Exercise directions: Copy exactly. Begin with the line that contains "the session layer" and stop after the last line of the records.

Segment Start: Records supplied

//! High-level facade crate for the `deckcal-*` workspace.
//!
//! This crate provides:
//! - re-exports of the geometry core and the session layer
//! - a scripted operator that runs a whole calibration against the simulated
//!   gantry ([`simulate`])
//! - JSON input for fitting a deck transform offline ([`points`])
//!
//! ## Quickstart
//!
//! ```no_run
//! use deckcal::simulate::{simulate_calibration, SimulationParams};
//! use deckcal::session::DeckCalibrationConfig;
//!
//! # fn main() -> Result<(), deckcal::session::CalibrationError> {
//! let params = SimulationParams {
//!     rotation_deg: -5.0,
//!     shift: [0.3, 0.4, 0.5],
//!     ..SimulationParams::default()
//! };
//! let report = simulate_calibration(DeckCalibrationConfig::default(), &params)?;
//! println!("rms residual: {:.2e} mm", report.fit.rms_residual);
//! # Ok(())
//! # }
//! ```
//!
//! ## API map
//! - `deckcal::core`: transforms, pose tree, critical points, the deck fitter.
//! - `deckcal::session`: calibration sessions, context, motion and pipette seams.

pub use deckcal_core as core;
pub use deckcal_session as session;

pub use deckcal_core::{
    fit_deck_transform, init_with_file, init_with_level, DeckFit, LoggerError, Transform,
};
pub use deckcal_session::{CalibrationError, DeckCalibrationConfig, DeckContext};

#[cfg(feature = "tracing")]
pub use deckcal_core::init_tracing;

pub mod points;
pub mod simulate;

Segment End: Records supplied

Your response:
//! - re-exports of the geometry core and the session layer
//! - a scripted operator that runs a whole calibration against the simulated
//!   gantry ([`simulate`])
//! - JSON input for fitting a deck transform offline ([`points`])
//!
//! ## Quickstart
//!
//! ```no_run
//! use deckcal::simulate::{simulate_calibration, SimulationParams};
//! use deckcal::session::DeckCalibrationConfig;
//!
//! # fn main() -> Result<(), deckcal::session::CalibrationError> {
//! let params = SimulationParams {
//!     rotation_deg: -5.0,
//!     shift: [0.3, 0.4, 0.5],
//!     ..SimulationParams::default()
//! };
//! let report = simulate_calibration(DeckCalibrationConfig::default(), &params)?;
//! println!("rms residual: {:.2e} mm", report.fit.rms_residual);
//! # Ok(())
//! # }
//! ```
//!
//! ## API map
//! - `deckcal::core`: transforms, pose tree, critical points, the deck fitter.
//! - `deckcal::session`: calibration sessions, context, motion and pipette seams.

pub use deckcal_core as core;
pub use deckcal_session as session;

pub use deckcal_core::{
    fit_deck_transform, init_with_file, init_with_level, DeckFit, LoggerError, Transform,
};
pub use deckcal_session::{CalibrationError, DeckCalibrationConfig, DeckContext};

#[cfg(feature = "tracing")]
pub use deckcal_core::init_tracing;

pub mod points;
pub mod simulate;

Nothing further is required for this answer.